The Council’s position is that the Soviet Union must intend to remain.

Resource Analysis

The memorandum identifies three lunar resources as foundational to a permanent base:

Water ice in permanently shadowed polar craters, particularly the south pole — as life-support medium, oxygen source through electrolysis, and propellant when separated into hydrogen and oxygen. The document argues that a base with accessible water is self-sustaining; one without is a resupply problem.

Regolith metals — aluminium, titanium, silicon, and iron oxides — as structural construction materials producible from local feedstock, reducing Earth-supplied logistics dependency.

Helium-3 — the memorandum’s most distinctive contribution. Drawing on theoretical models from the Academy of Sciences’ working group and the fusion physics division of the Kurchatov Institute under Academician Artsimovich, the document estimates potentially recoverable helium-3 in the upper lunar regolith at 1.4–4.1 ppb by mass across 38 million square kilometres. The Council does not claim that deuterium–helium-3 fusion is achievable on a specific timeline, but argues that the resource question and the physics question are separable: if the helium-3 is present, and if controlled fusion is eventually achieved, the state controlling lunar helium-3 extraction infrastructure would hold an energy advantage without historical precedent.

The memorandum recommends designing the Zvezda base from its earliest phase for helium-3 extraction capability, noting that it costs nothing to design for and a great deal to retrofit.

The Zvezda Programme

The proposed lunar base, designated Zvezda (Звезда), is structured in three phases:

PhaseTimelineObjective
One1968–1971First crewed Soviet landing, south polar approach corridor; 14-day surface duration; confirm water ice; geological survey; deploy automated helium-3 instruments
Two1971–1975Semi-permanent habitation; pressurised surface habitat modules; crew rotation on 90-day cycles; water electrolysis; regolith processing experiments; systematic helium-3 survey
Three1975–1980Permanent crewed presence (minimum 4 personnel); full life-support closure from local resources; operational regolith processing; helium-3 extraction pilot facility; direct communications link to FEI Obninsk fusion research programme

The total estimated cost across all three phases is 14.6 billion roubles, drawn from the existing space programme allocation with supplementary appropriation as required, exclusive of N1 launch vehicle development costs.

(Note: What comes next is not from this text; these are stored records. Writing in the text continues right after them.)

use std::time::Duration;

use async_trait::async_trait;
use log::debug;
use reqwest::StatusCode;
use reqwest::header::ACCEPT;
use serde_json::Value;

use crate::error::{FetchError, GithubApiErrorTag};
use crate::release::{Asset, Release, find_feed_asset, release_metadata_from_value};

const GITHUB_API_BASE: &str = "https://api.github.com";
const OCTET_STREAM: &str = "application/octet-stream";
const APP_USER_AGENT: &str = "hangar/0.1.0";

// The reference behavior had no request timeout at all; 30s keeps a wedged
// upstream from pinning poller and request tasks indefinitely.
const REQUEST_TIMEOUT: Duration = Duration::from_secs(30);

/// Build the shared HTTP client used for every upstream call.
///
/// # Errors
/// Returns an error when the underlying TLS backend cannot be initialized.
pub fn build_http_client() -> Result<reqwest::Client, reqwest::Error> {
    reqwest::Client::builder()
        .user_agent(APP_USER_AGENT)
        .timeout(REQUEST_TIMEOUT)
        .build()
}

/// Upstream release provider, as seen by the cache and the route handlers.
///
/// The production implementation is [`GithubClient`]; tests substitute an
/// in-memory source.
#[async_trait]
pub trait ReleaseSource: Send + Sync {
    /// Fetch and validate the latest published release.
    async fn fetch_latest_release(&self) -> Result<Release, FetchError>;

    /// Resolve an asset to its short-lived download URL.
    ///
    /// Resolved URLs expire quickly, so every call is a fresh upstream round
    /// trip; nothing here is cached.
    async fn resolve_download_url(&self, asset: &Asset) -> Result<String, FetchError>;
}

/// GitHub Releases API client for a single owner/repository pair.
#[derive(Debug, Clone)]
pub struct GithubClient {
    http: reqwest::Client,
    owner: String,
    repository: String,
    token: String,
}

impl GithubClient {
    #[must_use]
    pub fn new(
        http: reqwest::Client,
        owner: impl Into<String>,
        repository: impl Into<String>,
        token: impl Into<String>,
    ) -> Self {
        Self {
            http,
            owner: owner.into(),
            repository: repository.into(),
            token: token.into(),
        }
    }

    async fn fetch_feed_manifest(&self, url: &str) -> Result<String, FetchError> {
        let failed = |message: String| {
            FetchError::github_api(GithubApiErrorTag::GetReleasesFileFailed, message)
        };

        let response = self
            .http
            .get(url)
            .bearer_auth(&self.token)
            .header(ACCEPT, OCTET_STREAM)
            .send()
            .await
            .map_err(|error| failed(format!("REQUEST_FAILED - URL: {url} - {error}")))?;

        let status = response.status();
        if status != StatusCode::OK {
            return Err(failed(format!(
                "INVALID_STATUS - STATUS: {} URL: {url}",
                status.as_u16()
            )));
        }

        let content = response
            .text()
            .await
            .map_err(|_| failed(format!("INVALID_CONTENT - URL: {url}")))?;
        if content.is_empty() {
            return Err(failed(format!("INVALID_CONTENT - URL: {url}")));
        }

        Ok(content)
    }
}

#[async_trait]
impl ReleaseSource for GithubClient {
    async fn fetch_latest_release(&self) -> Result<Release, FetchError> {
        let url = format!(
            "{GITHUB_API_BASE}/repos/{}/{}/releases/latest",
            self.owner, self.repository
        );
        debug!("Fetching latest release from {url}");

        let response = self
            .http
            .get(&url)
            .bearer_auth(&self.token)
            .send()
            .await
            .map_err(|error| {
                FetchError::github_api(
                    GithubApiErrorTag::InvalidResponseStatus,
                    format!("REQUEST_FAILED - {error}"),
                )
            })?;

        let status = response.status();
        if status != StatusCode::OK {
            return Err(FetchError::github_api(
                GithubApiErrorTag::InvalidResponseStatus,
                format!("STATUS: {}", status.as_u16()),
            ));
        }

        let body: Value = response
            .json()
            .await
            .map_err(|_| FetchError::invalid_response_data("RESPONSE_IS_NOT_AN_OBJECT"))?;
        let metadata = release_metadata_from_value(&body)?;

        let feed_asset = find_feed_asset(&metadata.assets)?;
        let feed_manifest = self.fetch_feed_manifest(&feed_asset.url).await?;

        Ok(Release {
            version: metadata.version,
            feed_manifest,
            assets: metadata.assets,
        })
    }

    async fn resolve_download_url(&self, asset: &Asset) -> Result<String, FetchError> {
        debug!("Resolving download url for asset {}", asset.name);

        let response = self
            .http
            .get(&asset.url)
            .bearer_auth(&self.token)
            .header(ACCEPT, OCTET_STREAM)
            .send()
            .await
            .map_err(|error| {
                FetchError::github_api(
                    GithubApiErrorTag::GetAssetFailed,
                    format!("REQUEST_FAILED - {error}"),
                )
            })?;

        let status = response.status();
        if status != StatusCode::OK {
            return Err(FetchError::github_api(
                GithubApiErrorTag::GetAssetFailed,
                format!("INVALID_RESPONSE_STATUS - RESPONSE_STATUS: {}", status.as_u16()),
            ));
        }

        // GitHub serves asset metadata at a stable endpoint that redirects to
        // a time-limited storage URL; after the client has followed the
        // redirect chain, the response URL is that storage location.
        Ok(response.url().as_str().to_string())
    }
}
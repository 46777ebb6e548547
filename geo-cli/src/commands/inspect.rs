//! Show a campaign payload.

use anyhow::{Context, Result};
use chrono::{DateTime, Utc};
use geocast_core::GeoCampaignMessage;
use geocast_types::EventType;
use std::path::Path;

/// Run the inspect command.
pub async fn run(path: &Path, at: DateTime<Utc>) -> Result<()> {
    let payload = super::read_payload(path).await?;
    let campaign = GeoCampaignMessage::try_from_payload(&payload)
        .with_context(|| format!("{} is not a geo campaign", path.display()))?;

    print!("{}", describe(&campaign, at));
    Ok(())
}

/// Human-readable summary of a campaign at `at`.
pub fn describe(campaign: &GeoCampaignMessage, at: DateTime<Utc>) -> String {
    let mut out = String::new();
    let mut line = |s: String| {
        out.push_str(&s);
        out.push('\n');
    };

    line(format!("Campaign: {}", campaign.campaign_id()));
    line(format!("  Message: {}", campaign.message_id()));
    line(format!("  Start:   {}", campaign.start_date().to_rfc3339()));
    line(format!("  Expiry:  {}", campaign.expiry_date().to_rfc3339()));
    line(format!("  State:   {:?}", campaign.campaign_state()));
    let window = match campaign.delivery_window() {
        None => "any time".to_string(),
        Some(w) => {
            let days = w.days().map_or_else(
                || "every day".to_string(),
                |d| {
                    d.iter()
                        .map(u32::to_string)
                        .collect::<Vec<_>>()
                        .join(",")
                },
            );
            let hours = w
                .interval()
                .map_or_else(|| "all day".to_string(), |i| i.to_string());
            format!("days {days}, hours {hours}")
        }
    };
    line(format!("  Window:  {window}"));
    line(String::new());

    line(format!("Regions ({}):", campaign.regions().len()));
    for region in campaign.regions() {
        let center = region.center();
        line(format!(
            "  [{}] {} ({:.5}, {:.5}) r={:.0}m",
            region.identifier(),
            region.title(),
            center.latitude,
            center.longitude,
            region.radius()
        ));
        for event in region.events() {
            let limit = match event.limit() {
                0 => "unlimited".to_string(),
                n => n.to_string(),
            };
            line(format!(
                "    {}: limit {}, timeout {} min, occurred {}",
                event.event_type(),
                limit,
                event.timeout_minutes(),
                event.occurrence_count()
            ));
        }
    }
    line(String::new());

    line(format!("Liveness at {}:", at.to_rfc3339()));
    for event_type in [EventType::Entry, EventType::Exit] {
        let live = if campaign.is_live(event_type, at) {
            "live"
        } else {
            "not live"
        };
        line(format!("  {event_type}: {live}"));
    }
    out
}
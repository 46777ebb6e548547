//! JSON file store.
//!
//! The whole document is rewritten on every change: serialized to a
//! sibling temp file, then renamed over the store file. Legacy documents
//! are migrated on open and written back in the current layout.

use super::{CampaignStore, StoreError};
use async_trait::async_trait;
use geocast_core::{load_document, GeoCampaignMessage, MessageRecord, PendingReport, StoreDocument};
use geocast_types::SdkMessageId;
use serde_json::Value;
use std::path::{Path, PathBuf};
use tokio::sync::Mutex;

/// Store backed by a single JSON file.
#[derive(Debug)]
pub struct JsonFileStore {
    path: PathBuf,
    doc: Mutex<StoreDocument>,
}

impl JsonFileStore {
    /// Open the store at `path`, creating an empty document if the file
    /// does not exist.
    ///
    /// # Errors
    ///
    /// Returns an error if the file cannot be read, is not JSON, or has an
    /// unsupported version.
    pub async fn open(path: impl AsRef<Path>) -> Result<Self, StoreError> {
        let path = path.as_ref().to_path_buf();

        let doc = match tokio::fs::read_to_string(&path).await {
            Ok(content) => {
                let raw: Value = serde_json::from_str(&content)?;
                let migrated = raw.get("version").is_none();
                let doc = load_document(raw)?;
                if migrated {
                    tracing::info!(
                        "Migrated legacy store {} ({} campaigns kept)",
                        path.display(),
                        doc.campaigns.len()
                    );
                    write_document(&path, &doc).await?;
                }
                doc
            }
            Err(e) if e.kind() == std::io::ErrorKind::NotFound => {
                tracing::debug!("No store at {}, starting empty", path.display());
                StoreDocument::default()
            }
            Err(e) => return Err(e.into()),
        };

        Ok(Self {
            path,
            doc: Mutex::new(doc),
        })
    }

    /// Path of the backing file.
    pub fn path(&self) -> &Path {
        &self.path
    }

    async fn write<T>(
        &self,
        edit: impl FnOnce(&mut StoreDocument) -> T + Send,
    ) -> Result<T, StoreError> {
        let mut doc = self.doc.lock().await;
        let mut next = doc.clone();
        let out = edit(&mut next);
        write_document(&self.path, &next).await?;
        *doc = next;
        Ok(out)
    }
}

async fn write_document(path: &Path, doc: &StoreDocument) -> Result<(), StoreError> {
    let bytes = serde_json::to_vec_pretty(doc)?;
    let mut tmp = path.as_os_str().to_owned();
    tmp.push(".tmp");
    let tmp = PathBuf::from(tmp);
    tokio::fs::write(&tmp, bytes).await?;
    tokio::fs::rename(&tmp, path).await?;
    Ok(())
}

#[async_trait]
impl CampaignStore for JsonFileStore {
    async fn load(&self) -> Result<StoreDocument, StoreError> {
        Ok(self.doc.lock().await.clone())
    }

    async fn save_campaign(&self, campaign: &GeoCampaignMessage) -> Result<(), StoreError> {
        self.write(|doc| super::upsert_campaign(doc, campaign)).await
    }

    async fn remove_campaign(&self, message_id: &str) -> Result<(), StoreError> {
        self.write(|doc| super::delete_campaign(doc, message_id)).await
    }

    async fn add_pending_reports(&self, reports: &[PendingReport]) -> Result<(), StoreError> {
        self.write(|doc| super::append_pending(doc, reports)).await
    }

    async fn remove_pending_reports(&self, ids: &[SdkMessageId]) -> Result<(), StoreError> {
        self.write(|doc| super::delete_pending(doc, ids)).await
    }

    async fn save_message(&self, record: &MessageRecord) -> Result<(), StoreError> {
        self.write(|doc| super::upsert_message(doc, record)).await
    }

    async fn rename_message(&self, from: &str, to: &str) -> Result<bool, StoreError> {
        self.write(|doc| super::rename(doc, from, to)).await
    }

    async fn remove_messages(&self, ids: &[String]) -> Result<(), StoreError> {
        self.write(|doc| super::delete_messages(doc, ids)).await
    }
}
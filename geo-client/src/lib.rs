//! # geocast-client
//!
//! Runtime for geofenced push campaigns.
//!
//! Applications hand geo campaign pushes to a [`GeofencingService`], forward
//! the platform's region callbacks to it, and receive [`GeoEvent`]s for the
//! notifications to show. Fired events are reported to the campaign backend;
//! reports made while offline are kept and reconciled on the next sync.
//!
//! ## Features
//!
//! - **Single worker**: every state change is ordered through one queue
//! - **Offline reconciliation**: provisional message ids are replaced once confirmed
//! - **Pluggable seams**: reporting endpoint, location monitor and store are traits with mocks
//! - **Pure decisions**: liveness, windows and state transitions live in geocast-core
//!
//! ## Example
//!
//! ```ignore
//! use geocast_client::{GeoConfig, GeofencingService, JsonFileStore, ServiceDeps};
//!
//! let config = GeoConfig::from_file("geocast.toml".as_ref())?;
//! let store = JsonFileStore::open(&config.storage.path).await?;
//! let deps = ServiceDeps::new(api, location, Arc::new(store));
//! let service = GeofencingService::start(config, deps).await?;
//!
//! service.add_message(payload).await?;
//! let outcomes = service.region_event(EventType::Entry, "area-1").await?;
//! ```

#![warn(missing_docs)]
#![warn(clippy::all)]

pub mod api;
mod cleanup;
pub mod config;
pub mod location;
pub mod reconciler;
pub mod service;
pub mod store;

pub use api::{ApiError, MockReportingApi, ReportingApi};
pub use config::{
    CleanupConfig, ConfigError, DeliveryConfig, GeoConfig, MonitoringConfig, ReportingConfig,
    StorageConfig,
};
pub use location::{CapabilityStatus, LocationMonitor, MockLocationMonitor};
pub use reconciler::OfflineReportReconciler;
pub use service::{
    Clock, EventOutcome, GeoEvent, GeofencingService, ReportStatus, ServiceDeps, ServiceError,
    ServiceSnapshot, SyncSummary,
};
pub use store::{CampaignStore, JsonFileStore, MemoryStore, StoreError};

The recommended landing site is the south polar region, not equatorial — chosen specifically for water ice access despite greater difficulty of approach.

Historical Outcome

The proposed Phase One landing timeline of Q1 1969 was not achieved. The N1 launch vehicle suffered four consecutive launch failures between 1969 and 1972. The Soviet crewed lunar landing programme was suspended in favour of the orbital station programme (Salyut series) in late 1972. The Zvezda base concept was formally archived — not cancelled — by Council of Ministers resolution in March 1974.

The helium-3 survey instruments proposed in Phase One were not deployed until the robotic Luna-Resurs programme of the late 1990s.

Academician Artsimovich’s fusion group at the Kurchatov Institute continued its work; the T-15 tokamak achieved first plasma in 1988.

Significance

The Zvezda Memorandum is historically significant as evidence that Soviet space planning as early as 1965 encompassed a vision of permanent lunar infrastructure with resource extraction as a primary objective — not primarily prestige or scientific exploration. The document’s identification of helium-3 as a strategic lunar resource, decades before fusion propulsion made it practically relevant, demonstrates an unusually long planning horizon in Soviet strategic thinking.

The document also provides the earliest known institutional articulation of the argument that lunar helium-3 extraction capability, rather than surface presence or scientific research, constitutes the long-term strategic value of a permanent lunar base.